* Exercise prompt
In full and without changes, output the data.

Collection entries
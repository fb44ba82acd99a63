//! Lexer for the query language.
//!
//! Splits query text into tokens, each tagged with the character offset it
//! starts at so parse errors can point into the input.

use crate::error::SearchError;

/// Token types for query parsing
#[derive(Debug, Clone, PartialEq, Eq)]
pub enum Token {
    /// Unquoted word
    Term(String),
    /// Double-quoted string, escapes resolved
    Quoted(String),

    And,
    Or,
    Not,
    /// TO keyword; only produced between brackets
    To,
    Colon,
    /// Open range bound
    Star,

    LeftBracket,
    RightBracket,
    LeftParen,
    RightParen,

    Eof,
}

impl Token {
    /// Short form for error messages.
    pub fn describe(&self) -> String {
        match self {
            Token::Term(t) => format!("term '{}'", t),
            Token::Quoted(q) => format!("quoted string \"{}\"", q),
            Token::And => "AND".to_string(),
            Token::Or => "OR".to_string(),
            Token::Not => "NOT".to_string(),
            Token::To => "TO".to_string(),
            Token::Colon => "':'".to_string(),
            Token::Star => "'*'".to_string(),
            Token::LeftBracket => "'['".to_string(),
            Token::RightBracket => "']'".to_string(),
            Token::LeftParen => "'('".to_string(),
            Token::RightParen => "')'".to_string(),
            Token::Eof => "end of input".to_string(),
        }
    }
}

/// A token together with its starting character offset
#[derive(Debug, Clone, PartialEq, Eq)]
pub struct Spanned {
    pub token: Token,
    pub position: usize,
}

pub struct Lexer {
    input: Vec<char>,
    position: usize,
    /// Open '[' not yet closed
    range_depth: usize,
}

impl Lexer {
    pub fn new(input: &str) -> Self {
        Self {
            input: input.chars().collect(),
            position: 0,
            range_depth: 0,
        }
    }

    /// Tokenize the whole input. The last token is always `Eof`.
    pub fn tokenize(mut self) -> Result<Vec<Spanned>, SearchError> {
        let mut tokens = Vec::new();
        loop {
            let spanned = self.next_token()?;
            let done = spanned.token == Token::Eof;
            tokens.push(spanned);
            if done {
                return Ok(tokens);
            }
        }
    }

    /// Get the next token from the input
    pub fn next_token(&mut self) -> Result<Spanned, SearchError> {
        self.skip_whitespace();

        let start = self.position;
        let Some(ch) = self.current_char() else {
            return Ok(Spanned {
                token: Token::Eof,
                position: start,
            });
        };

        let token = match ch {
            ':' => self.single(Token::Colon),
            '[' => {
                self.range_depth += 1;
                self.single(Token::LeftBracket)
            }
            ']' => {
                self.range_depth = self.range_depth.saturating_sub(1);
                self.single(Token::RightBracket)
            }
            '(' => self.single(Token::LeftParen),
            ')' => self.single(Token::RightParen),
            '"' => {
                self.advance();
                self.read_quoted(start)?
            }
            _ => self.read_term(),
        };

        Ok(Spanned {
            token,
            position: start,
        })
    }

    fn single(&mut self, token: Token) -> Token {
        self.advance();
        token
    }

    fn read_term(&mut self) -> Token {
        let mut term = String::new();
        while let Some(ch) = self.current_char() {
            if !Self::is_term_char(ch) {
                break;
            }
            term.push(ch);
            self.advance();
        }

        // Keywords are upper-case only; "and" is an ordinary word
        match term.as_str() {
            "AND" => Token::And,
            "OR" => Token::Or,
            "NOT" => Token::Not,
            "TO" if self.range_depth > 0 => Token::To,
            "*" => Token::Star,
            _ => Token::Term(term),
        }
    }

    fn read_quoted(&mut self, start: usize) -> Result<Token, SearchError> {
        let mut s = String::new();
        while let Some(ch) = self.current_char() {
            self.advance();
            match ch {
                '"' => return Ok(Token::Quoted(s)),
                '\\' => match self.current_char() {
                    Some(escaped) => {
                        if escaped != '"' && escaped != '\\' {
                            s.push('\\');
                        }
                        s.push(escaped);
                        self.advance();
                    }
                    None => s.push('\\'),
                },
                _ => s.push(ch),
            }
        }

        Err(SearchError::syntax(start, "unterminated quoted string"))
    }

    fn is_term_char(ch: char) -> bool {
        !ch.is_whitespace() && !matches!(ch, ':' | '[' | ']' | '(' | ')' | '"')
    }

    fn current_char(&self) -> Option<char> {
        self.input.get(self.position).copied()
    }

    fn advance(&mut self) {
        self.position += 1;
    }

    fn skip_whitespace(&mut self) {
        while self.current_char().is_some_and(char::is_whitespace) {
            self.advance();
        }
    }
}

#[cfg(test)]
mod tests {
    use super::*;

    fn tokens(input: &str) -> Vec<Token> {
        Lexer::new(input)
            .tokenize()
            .unwrap()
            .into_iter()
            .map(|s| s.token)
            .collect()
    }

    #[test]
    fn test_field_term() {
        assert_eq!(
            tokens("from_node:alice"),
            vec![
                Token::Term("from_node".into()),
                Token::Colon,
                Token::Term("alice".into()),
                Token::Eof
            ]
        );
    }

    #[test]
    fn test_keywords_are_case_sensitive() {
        assert_eq!(
            tokens("a AND b and c OR NOT d"),
            vec![
                Token::Term("a".into()),
                Token::And,
                Token::Term("b".into()),
                Token::Term("and".into()),
                Token::Term("c".into()),
                Token::Or,
                Token::Not,
                Token::Term("d".into()),
                Token::Eof
            ]
        );
    }

    #[test]
    fn test_range_tokens() {
        assert_eq!(
            tokens("ts:[20120826 TO *]"),
            vec![
                Token::Term("ts".into()),
                Token::Colon,
                Token::LeftBracket,
                Token::Term("20120826".into()),
                Token::To,
                Token::Star,
                Token::RightBracket,
                Token::Eof
            ]
        );
    }

    #[test]
    fn test_to_outside_range_is_a_term() {
        assert_eq!(
            tokens("a TO b"),
            vec![
                Token::Term("a".into()),
                Token::Term("TO".into()),
                Token::Term("b".into()),
                Token::Eof
            ]
        );
        assert_eq!(tokens("ts:[1 TO 2] TO")[7], Token::Term("TO".into()));
    }

    #[test]
    fn test_quoted_with_escapes() {
        assert_eq!(
            tokens(r#""say \"hi\" now""#),
            vec![Token::Quoted("say \"hi\" now".into()), Token::Eof]
        );
        assert_eq!(
            tokens(r#"ts:"2012-08-26T10:00:00Z""#)[2],
            Token::Quoted("2012-08-26T10:00:00Z".into())
        );
    }

    #[test]
    fn test_positions_are_character_offsets() {
        let spans = Lexer::new("  héllo (x)").tokenize().unwrap();
        let positions: Vec<usize> = spans.iter().map(|s| s.position).collect();
        assert_eq!(positions, vec![2, 8, 9, 10, 11]);
    }

    #[test]
    fn test_unterminated_quote() {
        let err = Lexer::new("body:\"oops").tokenize().unwrap_err();
        assert!(matches!(err, SearchError::QuerySyntax { position: 5, .. }));
    }
}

* Reply
repository fb44ba82acd99a63
//! Lexer for the query language.
//!
//! Splits query text into tokens, each tagged with the character offset it
//! starts at so parse errors can point into the input.

use crate::error::SearchError;

/// Token types for query parsing
#[derive(Debug, Clone, PartialEq, Eq)]
pub enum Token {
    /// Unquoted word
    Term(String),
    /// Double-quoted string, escapes resolved
    Quoted(String),

    And,
    Or,
    Not,
    /// TO keyword; only produced between brackets
    To,
    Colon,
    /// Open range bound
    Star,

    LeftBracket,
    RightBracket,
    LeftParen,
    RightParen,

    Eof,
}

impl Token {
    /// Short form for error messages.
    pub fn describe(&self) -> String {
        match self {
            Token::Term(t) => format!("term '{}'", t),
            Token::Quoted(q) => format!("quoted string \"{}\"", q),
            Token::And => "AND".to_string(),
            Token::Or => "OR".to_string(),
            Token::Not => "NOT".to_string(),
            Token::To => "TO".to_string(),
            Token::Colon => "':'".to_string(),
            Token::Star => "'*'".to_string(),
            Token::LeftBracket => "'['".to_string(),
            Token::RightBracket => "']'".to_string(),
            Token::LeftParen => "'('".to_string(),
            Token::RightParen => "')'".to_string(),
            Token::Eof => "end of input".to_string(),
        }
    }
}

/// A token together with its starting character offset
#[derive(Debug, Clone, PartialEq, Eq)]
pub struct Spanned {
    pub token: Token,
    pub position: usize,
}

pub struct Lexer {
    input: Vec<char>,
    position: usize,
    /// Open '[' not yet closed
    range_depth: usize,
}

impl Lexer {
    pub fn new(input: &str) -> Self {
        Self {
            input: input.chars().collect(),
            position: 0,
            range_depth: 0,
        }
    }

    /// Tokenize the whole input. The last token is always `Eof`.
    pub fn tokenize(mut self) -> Result<Vec<Spanned>, SearchError> {
        let mut tokens = Vec::new();
        loop {
            let spanned = self.next_token()?;
            let done = spanned.token == Token::Eof;
            tokens.push(spanned);
            if done {
                return Ok(tokens);
            }
        }
    }

    /// Get the next token from the input
    pub fn next_token(&mut self) -> Result<Spanned, SearchError> {
        self.skip_whitespace();

        let start = self.position;
        let Some(ch) = self.current_char() else {
            return Ok(Spanned {
                token: Token::Eof,
                position: start,
            });
        };

        let token = match ch {
            ':' => self.single(Token::Colon),
            '[' => {
                self.range_depth += 1;
                self.single(Token::LeftBracket)
            }
            ']' => {
                self.range_depth = self.range_depth.saturating_sub(1);
                self.single(Token::RightBracket)
            }
            '(' => self.single(Token::LeftParen),
            ')' => self.single(Token::RightParen),
            '"' => {
                self.advance();
                self.read_quoted(start)?
            }
            _ => self.read_term(),
        };

        Ok(Spanned {
            token,
            position: start,
        })
    }

    fn single(&mut self, token: Token) -> Token {
        self.advance();
        token
    }

    fn read_term(&mut self) -> Token {
        let mut term = String::new();
        while let Some(ch) = self.current_char() {
            if !Self::is_term_char(ch) {
                break;
            }
            term.push(ch);
            self.advance();
        }

        // Keywords are upper-case only; "and" is an ordinary word
        match term.as_str() {
            "AND" => Token::And,
            "OR" => Token::Or,
            "NOT" => Token::Not,
            "TO" if self.range_depth > 0 => Token::To,
            "*" => Token::Star,
            _ => Token::Term(term),
        }
    }

    fn read_quoted(&mut self, start: usize) -> Result<Token, SearchError> {
        let mut s = String::new();
        while let Some(ch) = self.current_char() {
            self.advance();
            match ch {
                '"' => return Ok(Token::Quoted(s)),
                '\\' => match self.current_char() {
                    Some(escaped) => {
                        if escaped != '"' && escaped != '\\' {
                            s.push('\\');
                        }
                        s.push(escaped);
                        self.advance();
                    }
                    None => s.push('\\'),
                },
                _ => s.push(ch),
            }
        }

        Err(SearchError::syntax(start, "unterminated quoted string"))
    }

    fn is_term_char(ch: char) -> bool {
        !ch.is_whitespace() && !matches!(ch, ':' | '[' | ']' | '(' | ')' | '"')
    }

    fn current_char(&self) -> Option<char> {
        self.input.get(self.position).copied()
    }

    fn advance(&mut self) {
        self.position += 1;
    }

    fn skip_whitespace(&mut self) {
        while self.current_char().is_some_and(char::is_whitespace) {
            self.advance();
        }
    }
}

#[cfg(test)]
mod tests {
    use super::*;

    fn tokens(input: &str) -> Vec<Token> {
        Lexer::new(input)
            .tokenize()
            .unwrap()
            .into_iter()
            .map(|s| s.token)
            .collect()
    }

    #[test]
    fn test_field_term() {
        assert_eq!(
            tokens("from_node:alice"),
            vec![
                Token::Term("from_node".into()),
                Token::Colon,
                Token::Term("alice".into()),
                Token::Eof
            ]
        );
    }

    #[test]
    fn test_keywords_are_case_sensitive() {
        assert_eq!(
            tokens("a AND b and c OR NOT d"),
            vec![
                Token::Term("a".into()),
                Token::And,
                Token::Term("b".into()),
                Token::Term("and".into()),
                Token::Term("c".into()),
                Token::Or,
                Token::Not,
                Token::Term("d".into()),
                Token::Eof
            ]
        );
    }

    #[test]
    fn test_range_tokens() {
        assert_eq!(
            tokens("ts:[20120826 TO *]"),
            vec![
                Token::Term("ts".into()),
                Token::Colon,
                Token::LeftBracket,
                Token::Term("20120826".into()),
                Token::To,
                Token::Star,
                Token::RightBracket,
                Token::Eof
            ]
        );
    }

    #[test]
    fn test_to_outside_range_is_a_term() {
        assert_eq!(
            tokens("a TO b"),
            vec![
                Token::Term("a".into()),
                Token::Term("TO".into()),
                Token::Term("b".into()),
                Token::Eof
            ]
        );
        assert_eq!(tokens("ts:[1 TO 2] TO")[7], Token::Term("TO".into()));
    }

    #[test]
    fn test_quoted_with_escapes() {
        assert_eq!(
            tokens(r#""say \"hi\" now""#),
            vec![Token::Quoted("say \"hi\" now".into()), Token::Eof]
        );
        assert_eq!(
            tokens(r#"ts:"2012-08-26T10:00:00Z""#)[2],
            Token::Quoted("2012-08-26T10:00:00Z".into())
        );
    }

    #[test]
    fn test_positions_are_character_offsets() {
        let spans = Lexer::new("  héllo (x)").tokenize().unwrap();
        let positions: Vec<usize> = spans.iter().map(|s| s.position).collect();
        assert_eq!(positions, vec![2, 8, 9, 10, 11]);
    }

    #[test]
    fn test_unterminated_quote() {
        let err = Lexer::new("body:\"oops").tokenize().unwrap_err();
        assert!(matches!(err, SearchError::QuerySyntax { position: 5, .. }));
    }
}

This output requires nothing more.